Hydrogen-Deuterium Exchange NMR Reveals the Details of Ligand-Dependent Stabilization in CusF, a Bacterial Copper(I) Chaperone
Authors:
Lorenzo DeSantiago, Kevin EdenMentor:
Blake Gillespie, Professor of Chemistry, California State University Channel IslandsCusF, a small bacterial copper-binding protein, is used as a model for protein-ligand interactions. The protein is dramatically stabilized by its ligand, and hydrogen exchange (HX) NMR experiments have shown that CusF’s ligand-binding event stabilizes structures that are far from the binding site. Using a combination of hydrogen-deuterium exchange and CLEANEX experiments, we observe a limited network of stabilizing interactions that bifurcates at the binding site. One path runs through a beta sheet in while the other crosses hydrophobic core, leaving much of the protein’s exchange kinetics unaffected.

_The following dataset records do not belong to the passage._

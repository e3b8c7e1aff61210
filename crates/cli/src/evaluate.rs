//! Dry run of the per-bidder pipeline: activity gate, then the default
//! post-processor chain.

use std::fs;
use std::path::Path;
use std::sync::Arc;

use bidguard_common::activity::debug::TraceEntry;
use bidguard_common::activity::{Activity, ActivityInvocationPayload, ComponentType};
use bidguard_common::gpp::{ConsentModel, GppModel};
use bidguard_common::openrtb::BidRequest;
use bidguard_common::postprocess::{
    AuctionContext, BidRejectionReason, BidderCatalog, BidderError, BidderRequest,
    BidderRequestPostProcessor, CompositeBidderRequestPostProcessor, PostProcessOutcome,
};
use bidguard_common::settings::Settings;
use bidguard_common::targeting::RequestContext;
use serde::Serialize;

use crate::config::{build_infrastructure, load_settings};
use crate::error::CliError;

#[derive(Debug, Serialize)]
#[serde(tag = "status", rename_all = "lowercase")]
pub(crate) enum BidderOutcome {
    /// The `fetchBids` activity was denied.
    Blocked,
    Rejected {
        reason: BidRejectionReason,
        errors: Vec<BidderError>,
    },
    Accepted {
        errors: Vec<BidderError>,
        request: BidRequest,
    },
    /// The chain failed outside its rejection contract.
    Failed { error: String },
}

#[derive(Debug, Serialize)]
pub(crate) struct BidderReport {
    pub bidder: String,
    #[serde(flatten)]
    pub outcome: BidderOutcome,
    #[serde(skip_serializing_if = "Vec::is_empty")]
    pub trace: Vec<TraceEntry>,
}

/// Run every bidder in `bidders` (or every catalog bidder when empty)
/// through the gate and the chain.
pub(crate) fn evaluate_bidders(
    settings: &Settings,
    request: BidRequest,
    consent: Option<&GppModel>,
    bidders: &[String],
) -> Result<Vec<BidderReport>, CliError> {
    let infrastructure = build_infrastructure(settings)?;
    let catalog: Arc<dyn BidderCatalog> = Arc::new(settings.bidder_catalog());
    let aliases = settings.bidder_aliases();
    let chain = CompositeBidderRequestPostProcessor::with_default_chain(catalog);
    let context = AuctionContext {
        account: &settings.account,
    };
    let consent = consent.map(|model| model as &dyn ConsentModel);

    let bidders: Vec<String> = if bidders.is_empty() {
        let mut names: Vec<String> = settings.bidders.keys().cloned().collect();
        names.sort();
        names
    } else {
        bidders.to_vec()
    };

    let request = Arc::new(request);
    let mut reports = Vec::with_capacity(bidders.len());
    for bidder in bidders {
        let mut payload = ActivityInvocationPayload::new(ComponentType::Bidder, bidder.as_str());
        if let Some(imp) = request.imp.first() {
            payload = payload.with_request(&RequestContext::new(&request, imp));
        }

        let mut debug = infrastructure.new_debug();
        let allowed = infrastructure.evaluate(Activity::CallBidder, &payload, consent, &mut debug);
        let trace = debug.trace().to_vec();
        if !allowed {
            log::info!("Bidder {bidder} blocked by activity rules");
            reports.push(BidderReport {
                bidder,
                outcome: BidderOutcome::Blocked,
                trace,
            });
            continue;
        }

        let outcome = match chain.process(
            BidderRequest::new(bidder.as_str(), Arc::clone(&request)),
            &aliases,
            &context,
        ) {
            Ok(PostProcessOutcome::Continue(result)) => BidderOutcome::Accepted {
                errors: result.errors,
                request: result.value.bid_request.as_ref().clone(),
            },
            Ok(PostProcessOutcome::Reject(rejection)) => BidderOutcome::Rejected {
                reason: rejection.reason,
                errors: rejection.errors,
            },
            Err(report) => {
                log::error!("Bidder {bidder} failed: {report:?}");
                BidderOutcome::Failed {
                    error: report.current_context().to_string(),
                }
            }
        };
        reports.push(BidderReport {
            bidder,
            outcome,
            trace,
        });
    }

    Ok(reports)
}

/// Load the inputs from disk, evaluate and print the reports as JSON.
pub fn run(
    settings_file: &Path,
    request_file: &Path,
    gpp_file: Option<&Path>,
    bidders: &[String],
) -> Result<(), CliError> {
    let settings = load_settings(settings_file)?;

    let body = fs::read(request_file)?;
    let request = BidRequest::from_slice(&body)
        .map_err(|e| CliError::Input(format!("{}: {e:?}", request_file.display())))?;

    let consent: Option<GppModel> = match gpp_file {
        Some(path) => Some(serde_json::from_slice(&fs::read(path)?)?),
        None => None,
    };

    let reports = evaluate_bidders(&settings, request, consent.as_ref(), bidders)?;
    println!("{}", serde_json::to_string_pretty(&reports)?);
    Ok(())
}

#[cfg(test)]
mod tests {
    use serde_json::json;

    use super::*;

    fn settings() -> Settings {
        Settings::from_toml(
            r#"
[account.auction.preferredmediatypes]
rubicon = "video"

[bidders.rubicon]
multiformat_supported = false
capabilities.site.mediatypes = ["banner", "video"]

[bidders.appnexus]
accepted_currencies = ["EUR"]
capabilities.site.mediatypes = ["banner"]

[bidders.openx]
capabilities.site.mediatypes = ["banner"]

[privacy]
trace = "basic"

[[privacy.activities.fetchBids.rules]]
allow = false
condition = { component_name = ["openx"] }
"#,
        )
        .expect("should parse settings")
    }

    fn request() -> BidRequest {
        serde_json::from_value(json!({
            "id": "req-1",
            "cur": ["USD"],
            "site": {"domain": "example.com"},
            "imp": [{"id": "1", "banner": {"format": [{"w": 300, "h": 250}]}, "video": {}}]
        }))
        .expect("should parse request")
    }

    #[test]
    fn test_each_bidder_gets_its_own_outcome() {
        let reports =
            evaluate_bidders(&settings(), request(), None, &[]).expect("should evaluate");

        let names: Vec<&str> = reports.iter().map(|r| r.bidder.as_str()).collect();
        assert_eq!(names, vec!["appnexus", "openx", "rubicon"]);

        assert!(matches!(
            reports[0].outcome,
            BidderOutcome::Rejected {
                reason: BidRejectionReason::RequestBlockedUnacceptableCurrency,
                ..
            }
        ));
        assert!(matches!(reports[1].outcome, BidderOutcome::Blocked));
        assert!(!reports[1].trace.is_empty(), "Basic trace should be recorded");

        let BidderOutcome::Accepted { request, .. } = &reports[2].outcome else {
            panic!("rubicon should be accepted");
        };
        assert!(request.imp[0].video.is_some());
        assert!(
            request.imp[0].banner.is_none(),
            "Preferred video should strip the banner"
        );
    }

    #[test]
    fn test_failing_bidder_does_not_affect_siblings() {
        let bidders = ["openx".to_string(), "ghost".to_string()];
        let reports =
            evaluate_bidders(&settings(), request(), None, &bidders).expect("should evaluate");

        assert_eq!(reports.len(), 2);
        assert!(matches!(reports[0].outcome, BidderOutcome::Blocked));
        let BidderOutcome::Failed { error } = &reports[1].outcome else {
            panic!("ghost should fail: {:?}", reports[1].outcome);
        };
        assert!(error.contains("ghost"), "Error should name the bidder: {error}");

        let value = serde_json::to_value(&reports).expect("should serialize");
        assert_eq!(value[1]["status"], "failed");
    }

    #[test]
    fn test_report_serializes_with_status_tag() {
        let reports = evaluate_bidders(&settings(), request(), None, &["openx".to_string()])
            .expect("should evaluate");

        let value = serde_json::to_value(&reports).expect("should serialize");
        assert_eq!(value[0]["bidder"], "openx");
        assert_eq!(value[0]["status"], "blocked");
    }
}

In an effort to address the importance of this network on the CusF’s ligand-dependent stabilization we identified two amino acids – an isoleucine just N-terminal to the binding site histidine and a threonine involved in an inter-strand hydrogen bond with the same histidine – as mutagensis targets. We hypothesized that mutation of either amino acid will attenuate the ligand-dependent stabilization. Here we present evidence for the stabilization network, as well as fluorescence-detected changes in the mutants’ overall stability, and HX NMR evidence for their importance in mediating the ligand-stabilization network.